The report draws on surveys over the past 20 years, which were conducted regularly until 2014, then followed up by the Sex and Prevention of Transmission (SPOTS) survey, led by the University of Auckland, in 2022. See SPOTS website.

In total, 18,679 responses from GBM were examined between 2002 and 2022, the largest dataset of its kind in the country.

Key findings were HIV testing was at an all-time high among GBM in 2022, with 87 percent of participants saying they had tested in their lifetime and 60 percent having tested in the previous 12 months.

“There’s also been a big change in where GBM get tested for HIV,” Saxton says.

“The proportion of participants using self-tests at home and rapid HIV tests at events has increased from 7.5 percent in 2014 to 23.4 percent in 2022.”

Not only have testing behaviours changed, but the availability of biomedical tools since 2015 has increased the overall uptake of effective HIV prevention approaches. 

“In the previous 2014 survey and earlier, condoms were the most common form of prevention with casual partners.”

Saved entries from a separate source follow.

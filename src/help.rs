/*!
help.rs - help-text parser.

Turns the wrapped CLI's own `--help` output into structured metadata:
  - parse_top_level      : command names listed in the top-level help
  - parse_command_help   : CommandInfo (description, usage, flags, subcommands)

Tolerated layouts:
  cobra style        gh / glab style
  -----------        ---------------
  Available Commands:    CORE COMMANDS
    list   List issues     list:  List issues
  Flags:                 FLAGS
    -a, --all  ...         --all   ...

The heuristics are approximate by nature: an unanticipated layout yields a
thinner CommandInfo, never an error.
*/

use regex::Regex;
use serde::Serialize;
use std::borrow::Cow;
use std::sync::LazyLock;
use tracing::debug;

/* ---- Data Structures ---- */

#[derive(Debug, Clone, PartialEq, Eq, Serialize)]
pub struct FlagInfo {
    /// As written in the help text, e.g. `--assignee` or `-R`.
    pub name: String,
    pub description: String,
}

#[derive(Debug, Clone, PartialEq, Eq, Serialize)]
pub struct SubcommandInfo {
    pub name: String,
    pub description: String,
}

#[derive(Debug, Clone, PartialEq, Eq, Serialize)]
pub struct CommandInfo {
    pub name: String,
    pub description: String,
    pub usage: String,
    pub flags: Vec<FlagInfo>,
    pub subcommands: Vec<SubcommandInfo>,
}

impl CommandInfo {
    /// Minimal metadata for a command whose help could not be obtained or read.
    pub fn fallback(program: &str, command: &str) -> Self {
        CommandInfo {
            name: command.to_string(),
            description: fallback_description(program, command),
            usage: fallback_usage(program, command),
            flags: Vec::new(),
            subcommands: Vec::new(),
        }
    }
}

fn fallback_description(program: &str, command: &str) -> String {
    format!("Execute {program} {command} command")
}

fn fallback_usage(program: &str, command: &str) -> String {
    format!("{program} {command}")
}

/* ---- Patterns ---- */

static ANSI_RE: LazyLock<Regex> = LazyLock::new(|| {
    Regex::new(r"\x1b\[[0-9;?]*[ -/]*[@-~]").expect("static regex must compile")
});

/// `name  description` or `name: description`.
static ENTRY_RE: LazyLock<Regex> = LazyLock::new(|| {
    Regex::new(r"^([A-Za-z0-9][\w.-]*)(?::\s*|\s+)(\S.*)$").expect("static regex must compile")
});

/// Usage tokens some CLIs put between the name and the description.
static LEADING_USAGE_RE: LazyLock<Regex> = LazyLock::new(|| {
    Regex::new(r"^(?:(?:\[[^\]]*\]|<[^>]*>)\s*)+").expect("static regex must compile")
});

static FLAG_RE: LazyLock<Regex> = LazyLock::new(|| {
    Regex::new(
        r"^\s+(?:(?P<short>-[A-Za-z0-9?])(?:,\s*|\s+|=|$))?(?P<long>--[A-Za-z0-9][\w.-]*)?(?P<rest>.*)$",
    )
    .expect("static regex must compile")
});

/// ` strings   Filter by ...`: a value-type token right after the flag,
/// separated from the description by a wider gap.
static VALUE_TYPE_RE: LazyLock<Regex> =
    LazyLock::new(|| Regex::new(r"^ \S+\s{2,}").expect("static regex must compile"));

static TYPE_ANNOTATION_RE: LazyLock<Regex> =
    LazyLock::new(|| Regex::new(r"\s*\[[\w\s,|.-]+\]").expect("static regex must compile"));

/* ---- Section Headers ---- */

#[derive(Debug, Clone, Copy, PartialEq, Eq)]
enum Header {
    Commands,
    Flags,
    Usage,
    Examples,
    Other,
}

/// A section header is a non-indented, short line that ends with `:` or is
/// written in capitals.
fn section_header(line: &str) -> Option<Header> {
    if line.starts_with(char::is_whitespace) {
        return None;
    }
    let trimmed = line.trim();
    let (text, has_colon) = match trimmed.strip_suffix(':') {
        Some(t) => (t.trim(), true),
        None => (trimmed, false),
    };
    if text.is_empty() || text.split_whitespace().count() > 4 {
        return None;
    }
    let mut letters = text.chars().filter(|c| c.is_alphabetic()).peekable();
    let all_caps = letters.peek().is_some() && letters.all(|c| c.is_uppercase());
    if !has_colon && !all_caps {
        return None;
    }

    let name = text.to_lowercase();
    let header = if name.ends_with("commands") {
        Header::Commands
    } else if name == "flags"
        || name == "options"
        || name.ends_with(" flags")
        || name.ends_with(" options")
    {
        Header::Flags
    } else if name == "usage" {
        Header::Usage
    } else if name.starts_with("example") {
        Header::Examples
    } else {
        Header::Other
    };
    Some(header)
}

fn is_usage_hint(trimmed: &str) -> bool {
    trimmed.starts_with("Use \"")
}

/// Remove ANSI escape sequences (colored help output, styled tables).
pub fn strip_ansi(text: &str) -> Cow<'_, str> {
    ANSI_RE.replace_all(text, "")
}

fn normalize(raw: &str) -> String {
    strip_ansi(raw).replace("\r\n", "\n")
}

fn indent_of(line: &str) -> usize {
    line.len() - line.trim_start().len()
}

fn strip_leading_usage(text: &str) -> &str {
    match LEADING_USAGE_RE.find(text) {
        Some(m) => text[m.end()..].trim_start(),
        None => text,
    }
}

/* ---- Parser ---- */

#[derive(Debug, Clone)]
pub struct HelpParser {
    program: String,
}

#[derive(Debug, Clone, Copy, PartialEq, Eq)]
enum Section {
    None,
    Flags,
    Subcommands,
}

impl HelpParser {
    pub fn new(program: impl Into<String>) -> Self {
        Self {
            program: program.into(),
        }
    }

    /// Command names from the top-level help, in listing order, without duplicates.
    pub fn parse_top_level(&self, raw_help: &str) -> Vec<String> {
        let text = normalize(raw_help);
        let mut names: Vec<String> = Vec::new();
        let mut in_commands = false;

        for line in text.lines() {
            let trimmed = line.trim();

            if let Some(header) = section_header(line) {
                in_commands = header == Header::Commands;
                continue;
            }
            if !in_commands || trimmed.is_empty() {
                continue;
            }
            if is_usage_hint(trimmed) {
                in_commands = false;
                continue;
            }
            if trimmed.starts_with('-') {
                continue;
            }
            if let Some(caps) = ENTRY_RE.captures(trimmed) {
                let name = caps[1].to_string();
                if !names.contains(&name) {
                    names.push(name);
                }
            }
        }

        debug!(count = names.len(), "parsed top-level commands");
        names
    }

    /// Full metadata for one command. Never fails; missing pieces fall back
    /// to generic text.
    pub fn parse_command_help(&self, command: &str, raw_help: &str) -> CommandInfo {
        let text = normalize(raw_help);
        let command_lower = command.to_lowercase();

        let mut description = String::new();
        let mut usage = String::new();
        let mut usage_pending = false;
        let mut flags: Vec<FlagInfo> = Vec::new();
        let mut subcommands: Vec<SubcommandInfo> = Vec::new();
        let mut section = Section::None;
        let mut row_indent: Option<usize> = None;

        for line in text.lines() {
            let trimmed = line.trim();
            if trimmed.is_empty() {
                continue;
            }

            // A header right after a bare `Usage:` means the usage line is missing.
            if usage_pending {
                usage_pending = false;
                if section_header(line).is_none() {
                    usage = trimmed.to_string();
                    continue;
                }
            }

            if let Some(rest) = trimmed.strip_prefix("Usage:") {
                let rest = rest.trim();
                if rest.is_empty() {
                    usage_pending = usage.is_empty();
                } else if usage.is_empty() {
                    usage = rest.to_string();
                }
                section = Section::None;
                continue;
            }

            if let Some(header) = section_header(line) {
                section = match header {
                    Header::Flags => Section::Flags,
                    Header::Commands => Section::Subcommands,
                    Header::Usage => {
                        usage_pending = usage.is_empty();
                        Section::None
                    }
                    Header::Examples | Header::Other => Section::None,
                };
                row_indent = None;
                continue;
            }

            if is_usage_hint(trimmed) {
                section = Section::None;
                continue;
            }

            match section {
                Section::None => {
                    if description.is_empty() && !trimmed.starts_with('-') {
                        let lower = trimmed.to_lowercase();
                        if lower.contains(&command_lower) || lower.contains("command") {
                            description = trimmed.to_string();
                        }
                    }
                }
                Section::Flags => {
                    if let Some(flag) = parse_flag_line(line) {
                        flags.push(flag);
                    }
                }
                Section::Subcommands => {
                    let indent = indent_of(line);
                    if indent == 0 {
                        continue;
                    }
                    // Deeper-indented lines continue the previous row's description.
                    match row_indent {
                        Some(first) if indent > first => continue,
                        None => row_indent = Some(indent),
                        _ => {}
                    }
                    if let Some(sub) = parse_subcommand_line(trimmed)
                        && !subcommands.iter().any(|s| s.name == sub.name)
                    {
                        subcommands.push(sub);
                    }
                }
            }
        }

        debug!(
            command,
            flags = flags.len(),
            subcommands = subcommands.len(),
            "parsed command help"
        );

        CommandInfo {
            name: command.to_string(),
            description: if description.is_empty() {
                fallback_description(&self.program, command)
            } else {
                description
            },
            usage: if usage.is_empty() {
                fallback_usage(&self.program, command)
            } else {
                usage
            },
            flags,
            subcommands,
        }
    }
}

fn parse_flag_line(line: &str) -> Option<FlagInfo> {
    let caps = FLAG_RE.captures(line)?;
    let short = caps.name("short").map(|m| m.as_str());
    let long = caps.name("long").map(|m| m.as_str());
    let name = long.or(short)?;
    let rest = caps.name("rest").map(|m| m.as_str()).unwrap_or("");

    let rest = if let Some(attached) = rest.strip_prefix('=') {
        // `--limit=int  description`
        attached
            .split_once(char::is_whitespace)
            .map(|(_, d)| d)
            .unwrap_or("")
    } else if let Some(m) = VALUE_TYPE_RE.find(rest)
        && !rest[m.end()..].trim().is_empty()
    {
        &rest[m.end()..]
    } else {
        rest
    };

    let description = TYPE_ANNOTATION_RE.replace_all(rest, "");
    Some(FlagInfo {
        name: name.to_string(),
        description: description.trim().to_string(),
    })
}

fn parse_subcommand_line(trimmed: &str) -> Option<SubcommandInfo> {
    if trimmed.starts_with('-') {
        return None;
    }
    let (head, rest) = match trimmed.split_once(char::is_whitespace) {
        Some((h, r)) => (h, r.trim()),
        None => (trimmed, ""),
    };
    let name = head.trim_end_matches(':');
    if name.is_empty() {
        return None;
    }
    let description = strip_leading_usage(rest)
        .split_whitespace()
        .collect::<Vec<_>>()
        .join(" ");
    Some(SubcommandInfo {
        name: name.to_string(),
        description,
    })
}

/* ---- Tests ---- */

“By 2022, in addition to condoms, many GBM are using biomedical tools such as pre-exposure prophylaxis (PrEP) if they’re HIV negative, or HIV antiretroviral treatments.”

Antiretroviral treatments make people living with diagnosed HIV, who are virally suppressed, unable to transmit HIV to their sexual partners.

The next step will be a shortened SPOTS survey in 2025, so researchers can monitor whether the progress has continued, for whom and whether this is happening fast enough to reach the goal of HIV elimination by 2030.

The 2022 SPOTS survey was funded by the Ministry of Health and Health Research Council of NZ.